So I have this case where I made a python script that make some API calls, collect a bunch of data, encrypt some sensitive fields and them write it on a BigQuery table.
Everything went fine up to here.
Now I need to create a view, querying all columns from this table and apply the decrypt on the fields that were encrypted on previous step.
To encrypt the data I've used python library google-cloud-kms as shown below:
import base64
from google.cloud import kms_v1
class kms_util:
def __init__(self, project_id:str, location:str, key_ring:str, crypto_key:str) -> None:
self.__project_id = project_id
self.__location = location
self.__key_ring = key_ring
self.__crypto = crypto_key
self.client_kms = kms_v1.KeyManagementServiceClient()

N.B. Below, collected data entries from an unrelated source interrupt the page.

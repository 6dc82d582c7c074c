// SPDX-License-Identifier: MIT
// Workload that outlives the usual test time slice.

use std::thread;
use std::time::Duration;

fn main() {
    thread::sleep(Duration::from_millis(200));
}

self.__key_name = self.client_kms.crypto_key_path(project=self.__project_id, location=self.__location, key_ring=self.__key_ring, crypto_key=self.__crypto)
def encrypt_data(self, data):
plaintext = str(data).encode('utf-8')
response = self.client_kms.encrypt(request={'name': self.__key_name, 'plaintext': plaintext})
return str(base64.b64encode(response.ciphertext),'utf8')
def decrypt_data(self, ciphertext):
response = self.client_kms.decrypt(request={'name': self.__key_name, 'ciphertext': base64.b64decode(ciphertext)})
return response.plaintext.decode('utf-8')
Explaining it a little bit its a class that need all the params to specify the path to the key on Google Cloud KMS. From that It will give us access to kms client, the encrypt_data and decrypt_data methods who will use the key specified with the params used in the constructor.
Note that to encrypt I just need to call kms_v1.client.encrypt method passing the path of the key and the data to encrypt.
The big issue here is on BigQuery. I can't figure out how to decrypt the data using the same process.
My plan was to create an UDF function to decrypt the data, something like this:
CREATE OR REPLACE FUNCTION `project.udf.fnc_decrypt`(ciphertext ANY TYPE)
RETURNS STRING AS (
(
SELECT
# doc: AEAD.DECRYPT_STRING(keyset, ciphertext, additional_data)
AEAD.DECRYPT_STRING(
# doc: KEYS.KEYSET_CHAIN(kms_resource_name, first_level_keyset)
KEYS.KEYSET_CHAIN(
'gcp-kms://projects/<project>/locations/<location>/keyRings/<key_ring>/cryptoKeys/<crypto_key>',
first_level_keyset),
FROM_BASE64(ciphertext), additional_data)
)
);
And then call it on the fields of the view who were encrypted:
SELECT
foo,
bar,
`project.udf.fnc_decrypt`(col_to_decrypt)
FROM `project.dataset.table_with_api_data`
BUT consulting BigQuery encryption functions documentation I just found AEAD functions, that need more than just the key and the chiphertext to do so.
It also needs first_level_keyset and an associated_data, as shown in the second snippet, things that I didn't use in my python script, using google kms library.
Any suggestion how I should proceed?
Thanks in advance
There are multiple things being confused here:
The keyset that the BigQuery AEAD methods use is different than a KMS key. You can use a KMS key to wrap a keyset, but not directly doing BigQuery AEAD encryption/decryption as you presented. I mean your first script should work fine alone, but not together with the second script. You can create a new keyset, wrap it with a KMS key, use it for encryption, and store it within BigQuery. Upon decryption, you could read and unwrap the key into a keyset, and use it for decryption.
The additional authentication data (AAD) is part of AES-GCM definition (RFC-7714), but it's optional (and unencrypted) (see link) and you have omitted it in the first script. If you provide an AAD during encryption, you have to provide the same AAD upon decryption too.